▸ **Work to complete**
Only the lines below starting at the one that contains "filename listingflow/src/core/artifact.rs" and ending at the one that contains "a restart point." are to be reproduced, exactly and with both ends kept.

▸ **Dataset content**

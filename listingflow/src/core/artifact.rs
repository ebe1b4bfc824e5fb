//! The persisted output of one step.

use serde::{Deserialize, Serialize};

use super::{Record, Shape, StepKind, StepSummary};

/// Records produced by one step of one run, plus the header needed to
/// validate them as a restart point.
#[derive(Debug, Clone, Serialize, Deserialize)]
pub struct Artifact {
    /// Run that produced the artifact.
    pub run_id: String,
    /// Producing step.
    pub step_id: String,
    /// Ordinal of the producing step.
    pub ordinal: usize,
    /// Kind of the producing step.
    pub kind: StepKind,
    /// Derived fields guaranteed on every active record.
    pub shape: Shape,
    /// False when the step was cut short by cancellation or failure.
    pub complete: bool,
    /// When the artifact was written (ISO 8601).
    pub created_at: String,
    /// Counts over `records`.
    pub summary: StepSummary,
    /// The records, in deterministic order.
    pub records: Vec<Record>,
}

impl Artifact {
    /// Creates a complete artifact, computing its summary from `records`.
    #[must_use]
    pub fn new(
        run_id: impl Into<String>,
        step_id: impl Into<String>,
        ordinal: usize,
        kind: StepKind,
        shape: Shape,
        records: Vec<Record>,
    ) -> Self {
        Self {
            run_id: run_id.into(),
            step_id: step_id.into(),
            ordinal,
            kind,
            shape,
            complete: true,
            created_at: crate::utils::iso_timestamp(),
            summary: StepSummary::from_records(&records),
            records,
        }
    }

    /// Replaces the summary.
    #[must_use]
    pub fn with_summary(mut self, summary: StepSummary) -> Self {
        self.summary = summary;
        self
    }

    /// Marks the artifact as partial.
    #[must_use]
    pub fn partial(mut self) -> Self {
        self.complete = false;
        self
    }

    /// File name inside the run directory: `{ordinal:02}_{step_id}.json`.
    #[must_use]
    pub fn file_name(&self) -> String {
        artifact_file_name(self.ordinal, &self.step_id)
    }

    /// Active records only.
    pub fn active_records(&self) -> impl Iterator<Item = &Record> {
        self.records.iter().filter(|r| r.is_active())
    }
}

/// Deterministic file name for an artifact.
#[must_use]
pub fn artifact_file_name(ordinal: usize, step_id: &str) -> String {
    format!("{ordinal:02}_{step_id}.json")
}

==

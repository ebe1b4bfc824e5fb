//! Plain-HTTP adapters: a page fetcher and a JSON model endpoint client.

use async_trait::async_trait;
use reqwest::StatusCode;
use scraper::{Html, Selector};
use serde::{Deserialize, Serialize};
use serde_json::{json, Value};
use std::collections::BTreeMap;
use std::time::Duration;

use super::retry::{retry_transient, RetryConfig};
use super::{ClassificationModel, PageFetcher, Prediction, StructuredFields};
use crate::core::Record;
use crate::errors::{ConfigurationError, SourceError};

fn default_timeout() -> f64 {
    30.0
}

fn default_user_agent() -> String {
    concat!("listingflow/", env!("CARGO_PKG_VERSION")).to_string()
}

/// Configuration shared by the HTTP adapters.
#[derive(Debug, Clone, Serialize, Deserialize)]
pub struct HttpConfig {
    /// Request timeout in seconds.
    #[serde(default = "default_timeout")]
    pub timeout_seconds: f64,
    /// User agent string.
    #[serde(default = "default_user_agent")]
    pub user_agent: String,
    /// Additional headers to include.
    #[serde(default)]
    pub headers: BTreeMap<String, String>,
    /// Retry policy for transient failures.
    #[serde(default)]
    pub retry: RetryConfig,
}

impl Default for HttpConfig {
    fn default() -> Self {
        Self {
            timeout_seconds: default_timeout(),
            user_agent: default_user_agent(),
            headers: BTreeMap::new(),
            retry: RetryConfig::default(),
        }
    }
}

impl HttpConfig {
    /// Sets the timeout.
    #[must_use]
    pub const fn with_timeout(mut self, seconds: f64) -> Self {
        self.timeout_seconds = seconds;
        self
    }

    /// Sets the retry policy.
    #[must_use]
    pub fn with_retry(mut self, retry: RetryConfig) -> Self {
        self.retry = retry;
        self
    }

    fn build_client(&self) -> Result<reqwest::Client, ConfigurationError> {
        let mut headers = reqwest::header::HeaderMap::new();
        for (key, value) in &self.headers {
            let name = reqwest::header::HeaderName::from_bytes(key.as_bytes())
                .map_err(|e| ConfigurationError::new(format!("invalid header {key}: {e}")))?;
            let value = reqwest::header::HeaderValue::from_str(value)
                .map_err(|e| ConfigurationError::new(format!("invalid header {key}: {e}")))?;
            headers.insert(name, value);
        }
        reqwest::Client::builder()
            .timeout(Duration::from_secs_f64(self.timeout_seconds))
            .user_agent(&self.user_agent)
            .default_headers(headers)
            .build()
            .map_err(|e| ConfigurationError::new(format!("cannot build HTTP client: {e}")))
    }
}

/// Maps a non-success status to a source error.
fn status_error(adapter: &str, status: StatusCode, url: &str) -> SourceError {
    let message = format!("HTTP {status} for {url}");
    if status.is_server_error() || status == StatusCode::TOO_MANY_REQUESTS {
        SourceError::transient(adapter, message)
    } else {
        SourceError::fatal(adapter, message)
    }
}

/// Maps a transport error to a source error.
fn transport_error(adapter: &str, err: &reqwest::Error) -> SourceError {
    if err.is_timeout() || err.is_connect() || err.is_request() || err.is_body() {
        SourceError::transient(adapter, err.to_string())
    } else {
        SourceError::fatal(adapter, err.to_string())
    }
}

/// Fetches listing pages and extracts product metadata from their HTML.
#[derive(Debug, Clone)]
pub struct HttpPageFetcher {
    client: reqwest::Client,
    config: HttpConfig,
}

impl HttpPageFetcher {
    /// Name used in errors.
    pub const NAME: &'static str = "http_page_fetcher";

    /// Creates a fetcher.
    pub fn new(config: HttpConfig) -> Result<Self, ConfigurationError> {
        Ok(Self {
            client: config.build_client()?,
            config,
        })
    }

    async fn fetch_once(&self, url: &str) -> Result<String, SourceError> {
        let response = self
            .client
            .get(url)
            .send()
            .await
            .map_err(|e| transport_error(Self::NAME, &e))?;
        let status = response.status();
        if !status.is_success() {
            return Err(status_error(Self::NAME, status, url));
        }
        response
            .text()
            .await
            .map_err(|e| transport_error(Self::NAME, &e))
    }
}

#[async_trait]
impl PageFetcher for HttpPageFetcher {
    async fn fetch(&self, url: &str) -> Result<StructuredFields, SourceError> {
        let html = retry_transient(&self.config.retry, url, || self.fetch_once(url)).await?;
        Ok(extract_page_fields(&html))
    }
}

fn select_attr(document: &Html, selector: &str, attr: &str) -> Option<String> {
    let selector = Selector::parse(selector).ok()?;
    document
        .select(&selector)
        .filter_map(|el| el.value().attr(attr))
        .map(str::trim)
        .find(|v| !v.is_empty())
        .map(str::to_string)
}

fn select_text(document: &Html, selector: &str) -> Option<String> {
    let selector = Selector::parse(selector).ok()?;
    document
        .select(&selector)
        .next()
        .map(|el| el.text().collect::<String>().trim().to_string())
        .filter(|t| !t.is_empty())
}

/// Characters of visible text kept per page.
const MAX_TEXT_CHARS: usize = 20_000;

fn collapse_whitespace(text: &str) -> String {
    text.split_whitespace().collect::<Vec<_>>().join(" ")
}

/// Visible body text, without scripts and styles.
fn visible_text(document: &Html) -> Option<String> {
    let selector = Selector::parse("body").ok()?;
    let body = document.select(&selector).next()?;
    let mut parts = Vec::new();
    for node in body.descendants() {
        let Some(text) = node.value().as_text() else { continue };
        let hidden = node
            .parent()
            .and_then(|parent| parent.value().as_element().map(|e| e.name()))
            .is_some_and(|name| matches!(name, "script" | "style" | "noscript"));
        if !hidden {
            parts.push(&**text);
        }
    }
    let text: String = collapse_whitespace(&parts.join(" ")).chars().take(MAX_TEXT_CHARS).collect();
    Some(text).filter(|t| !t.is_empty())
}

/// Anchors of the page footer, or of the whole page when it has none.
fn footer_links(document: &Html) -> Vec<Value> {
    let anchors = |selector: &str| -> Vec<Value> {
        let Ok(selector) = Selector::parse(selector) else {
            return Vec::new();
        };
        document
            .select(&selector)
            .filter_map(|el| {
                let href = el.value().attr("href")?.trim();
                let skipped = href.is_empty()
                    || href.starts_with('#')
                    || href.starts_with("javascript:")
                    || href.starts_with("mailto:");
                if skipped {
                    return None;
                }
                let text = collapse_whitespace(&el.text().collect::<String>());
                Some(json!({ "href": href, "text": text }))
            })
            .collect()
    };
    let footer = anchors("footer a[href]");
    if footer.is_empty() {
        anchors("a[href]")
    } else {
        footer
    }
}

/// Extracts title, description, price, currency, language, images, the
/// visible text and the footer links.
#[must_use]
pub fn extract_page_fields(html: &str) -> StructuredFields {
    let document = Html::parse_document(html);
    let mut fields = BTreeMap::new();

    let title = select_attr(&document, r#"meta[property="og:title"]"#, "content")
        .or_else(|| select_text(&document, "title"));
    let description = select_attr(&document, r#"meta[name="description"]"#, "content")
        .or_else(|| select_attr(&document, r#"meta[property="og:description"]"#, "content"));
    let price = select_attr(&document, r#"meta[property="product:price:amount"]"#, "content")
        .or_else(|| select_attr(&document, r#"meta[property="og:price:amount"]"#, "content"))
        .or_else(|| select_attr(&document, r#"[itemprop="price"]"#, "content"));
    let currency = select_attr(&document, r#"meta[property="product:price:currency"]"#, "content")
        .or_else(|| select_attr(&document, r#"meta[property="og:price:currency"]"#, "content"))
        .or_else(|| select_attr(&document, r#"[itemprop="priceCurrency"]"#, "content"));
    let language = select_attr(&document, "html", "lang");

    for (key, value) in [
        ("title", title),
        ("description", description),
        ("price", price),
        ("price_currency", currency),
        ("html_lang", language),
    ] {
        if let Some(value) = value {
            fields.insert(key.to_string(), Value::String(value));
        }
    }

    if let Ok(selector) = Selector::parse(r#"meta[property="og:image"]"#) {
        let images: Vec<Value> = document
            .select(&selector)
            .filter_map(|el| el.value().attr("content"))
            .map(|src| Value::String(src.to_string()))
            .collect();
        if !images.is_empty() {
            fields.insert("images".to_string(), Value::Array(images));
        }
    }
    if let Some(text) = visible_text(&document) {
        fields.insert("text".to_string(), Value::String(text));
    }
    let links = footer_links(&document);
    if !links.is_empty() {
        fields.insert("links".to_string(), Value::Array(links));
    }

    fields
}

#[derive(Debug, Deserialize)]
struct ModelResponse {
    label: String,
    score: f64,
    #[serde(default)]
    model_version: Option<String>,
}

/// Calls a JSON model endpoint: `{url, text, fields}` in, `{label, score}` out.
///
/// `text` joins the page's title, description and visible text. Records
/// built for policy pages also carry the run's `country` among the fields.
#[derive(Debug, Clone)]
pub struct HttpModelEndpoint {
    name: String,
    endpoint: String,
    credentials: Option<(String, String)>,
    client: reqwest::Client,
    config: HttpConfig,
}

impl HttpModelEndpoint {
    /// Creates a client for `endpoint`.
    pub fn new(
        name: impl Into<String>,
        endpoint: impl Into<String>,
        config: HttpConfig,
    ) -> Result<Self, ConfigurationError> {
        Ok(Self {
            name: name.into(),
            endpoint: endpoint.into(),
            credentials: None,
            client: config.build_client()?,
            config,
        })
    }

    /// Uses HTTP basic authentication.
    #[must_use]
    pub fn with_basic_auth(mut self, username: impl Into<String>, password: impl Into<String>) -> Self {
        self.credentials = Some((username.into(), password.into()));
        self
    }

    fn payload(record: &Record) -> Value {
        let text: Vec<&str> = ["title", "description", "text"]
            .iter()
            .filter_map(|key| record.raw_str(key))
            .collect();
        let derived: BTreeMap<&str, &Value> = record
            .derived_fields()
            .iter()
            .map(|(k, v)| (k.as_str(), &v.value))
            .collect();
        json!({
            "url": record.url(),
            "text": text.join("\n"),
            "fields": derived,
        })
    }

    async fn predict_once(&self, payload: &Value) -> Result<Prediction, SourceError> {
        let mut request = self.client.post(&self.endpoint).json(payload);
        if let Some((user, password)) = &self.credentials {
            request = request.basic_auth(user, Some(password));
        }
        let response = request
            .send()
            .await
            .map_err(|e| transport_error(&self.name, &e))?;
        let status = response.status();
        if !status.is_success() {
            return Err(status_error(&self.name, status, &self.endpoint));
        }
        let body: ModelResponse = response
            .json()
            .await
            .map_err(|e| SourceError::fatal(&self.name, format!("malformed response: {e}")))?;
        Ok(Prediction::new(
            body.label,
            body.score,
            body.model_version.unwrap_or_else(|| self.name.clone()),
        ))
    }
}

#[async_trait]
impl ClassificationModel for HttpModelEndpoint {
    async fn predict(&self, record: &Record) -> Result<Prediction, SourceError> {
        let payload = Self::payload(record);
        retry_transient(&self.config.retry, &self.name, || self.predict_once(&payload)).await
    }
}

▸ **Result of this exercise**
filename listingflow/src/core/artifact.rs
repository ebe1b4bfc824e5fb
//! The persisted output of one step.

use serde::{Deserialize, Serialize};

use super::{Record, Shape, StepKind, StepSummary};

/// Records produced by one step of one run, plus the header needed to
/// validate them as a restart point.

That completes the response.